E-mail: the deluge continues
How can we channel the Niagara of messages?
David Winch, UNOG
Remember when e-mail was fun? Today, it is more like a
deluge. SMS messages took over in the fun department,
and e-mail is becoming a drag. For many staff working
at computers, opening the e-mail is like opening a
stuffed file cabinet each day.
Hundreds of messages can accumulate during a two-week
vacation and even thousands during a longer absence on mission.
This leaves staff the added task of deleting and pruning, which
invariably leaves lots of unread mail and heavy archives. “A few years ago, businesses were asking us to help their
employees use more e-mail messages”, notes French consultant
Bruno Savoyat in Le Monde. “Today, it’s the opposite; we are intervening
to prevent people from being drowned in all the messages.”
Free to send
E-mail is basically free for the sender and the low entry costs
encourage ever-expanding quantities. Spam multiplies this
volume. UNOG has taken some aggressive steps to weed out
the pesky and relentless spam, or what the French now call
pourriel. Lately this has featured thousands of German-language
Viagra promotions, for example, that bombard UN
computers. But the problem remains, and more often UN
staff themselves are the source of it.
In 2002, the High Commissioner for Human Rights, the late Sergio
Vieira de Mello, sent a memo detailing his frustration with
excessive e-mail: “I am flabbergasted by the volume of e-mail
within our office,” he wrote to staff. “I find it simply overwhelming… and at times I question how productive it makes us.”

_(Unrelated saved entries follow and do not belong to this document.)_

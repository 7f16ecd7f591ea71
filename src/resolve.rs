//! Merging vocabulary candidates into a document's entity spans.
//!
//! A candidate `C` is checked against every existing record `E` that overlaps
//! it (`E.start < C.end && C.start < E.end`):
//!
//! ```text
//! existing:  [──────── E (10) ────────]        [─ E2 (2) ─]
//! candidate:       [─ C (4) ─]
//!
//! len(E) > len(C)   → E stays, C is discarded
//! len(E) <= len(C)  → E is removed (ties go to the candidate)
//! ```
//!
//! Each overlapping `E` is decided on its own, so a shorter `E` is removed
//! even when another, longer `E` ends up discarding `C`. `C` is inserted only
//! if no overlapping record beat it. The result never holds two overlapping
//! records.

use lexner_core::{DocumentEntitySet, EntityRecord, Token};
use log::debug;

use crate::backends::{Vocabulary, VocabularyMatcher};

/// Outcome of one candidate/existing clash.
#[derive(Debug, Clone, Copy, PartialEq, Eq)]
enum Clash {
    /// The existing record is strictly longer.
    ExistingWins,
    /// Equal or longer candidate.
    CandidateWins,
}

impl Clash {
    fn decide(existing: &EntityRecord, candidate: &EntityRecord) -> Self {
        if existing.len() > candidate.len() {
            Clash::ExistingWins
        } else {
            Clash::CandidateWins
        }
    }
}

/// Resolves overlaps between a candidate record and a [`DocumentEntitySet`].
#[derive(Debug, Clone, Copy, Default)]
pub struct SpanConflictResolver;

impl SpanConflictResolver {
    /// Create a resolver.
    #[must_use]
    pub fn new() -> Self {
        Self
    }

    /// Merge `candidate` into `existing` and return the new set.
    ///
    /// A degenerate candidate span leaves the set as it was.
    ///
    /// ```rust
    /// use lexner::SpanConflictResolver;
    /// use lexner_core::{DocumentEntitySet, EntityRecord, Span};
    ///
    /// let place = EntityRecord::new("London", "GPE", Span { start: 10, end: 16 });
    /// let custom = EntityRecord::new("London", "@city", Span { start: 10, end: 16 });
    /// let doc = DocumentEntitySet::from_records(vec![place]).unwrap();
    ///
    /// let merged = SpanConflictResolver::new().resolve(custom, doc);
    /// assert_eq!(merged.records()[0].label, "@city");
    /// ```
    #[must_use]
    pub fn resolve(&self, candidate: EntityRecord, existing: DocumentEntitySet) -> DocumentEntitySet {
        if candidate.is_empty() {
            debug!("Ignoring candidate with empty span {}", candidate);
            return existing;
        }

        let mut set = existing;
        let mut add_candidate = true;
        set.retain(|record| {
            if !record.overlaps(&candidate) {
                return true;
            }
            let clash = Clash::decide(record, &candidate);
            debug!(
                "Candidate {} clashes with existing {}: {:?}",
                candidate, record, clash
            );
            match clash {
                Clash::ExistingWins => {
                    add_candidate = false;
                    true
                }
                Clash::CandidateWins => false,
            }
        });

        if add_candidate {
            // Every overlapping record was removed above, so this cannot clash.
            if let Err(rejected) = set.try_insert(candidate) {
                debug!("Candidate {} could not be inserted", rejected);
            }
        }
        set
    }

    /// Fold `candidates` into `existing`, in order.
    #[must_use]
    pub fn resolve_all(
        &self,
        candidates: impl IntoIterator<Item = EntityRecord>,
        existing: DocumentEntitySet,
    ) -> DocumentEntitySet {
        candidates
            .into_iter()
            .fold(existing, |set, candidate| self.resolve(candidate, set))
    }
}

/// Match `vocabulary` over `tokens` and merge every hit into `existing`.
///
/// Hits are applied in `(start, end)` order. Spans are token offsets.
#[must_use]
pub fn find_entities_in_doc(
    tokens: &[Token],
    existing: DocumentEntitySet,
    vocabulary: &Vocabulary,
) -> DocumentEntitySet {
    let hits = VocabularyMatcher::new(vocabulary).matches(tokens);
    SpanConflictResolver::new().resolve_all(hits, existing)
}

Vieira de Mello proposed tailoring e-mail to one’s specific
audience, rather than sending it to everybody. More noteworthy
was his proposal of making one day a week – he proposed
Wednesdays – an internal no-email day: “I suspect our work
will be just as … productive if we acclimatize to this
discipline,” he concluded.
Status inversion?
Social innovations and inventions are sometimes a treat when
they are a novelty, but then become banal and a chore. (The first
washing machines must have been exciting to use!) Or, like
smoking, they start out with a strong whiff of class (in that case,
upper class insouciance), then steadily migrate downwards on the
social scale over the years and become disreputable.
Will higher-ups start avoiding their inboxes? This is suggested
by the (perhaps apocryphal) anecdote that “Condoleezza Rice
reads no e-mail”. Why should she, when she can always summon
the authors for a personal briefing?
There are advantages to e-mail, of course, or we would not be
having this problem. But the common-sense solutions – separating
personal from professional mail boxes, only cc’ing the most
concerned parties – can be tried without affecting the overall
problem.
Maybe someone at the UN should strike a working group and
launch a pilot project. No doubt there will be an e-mail on that
subject in your inbox tomorrow.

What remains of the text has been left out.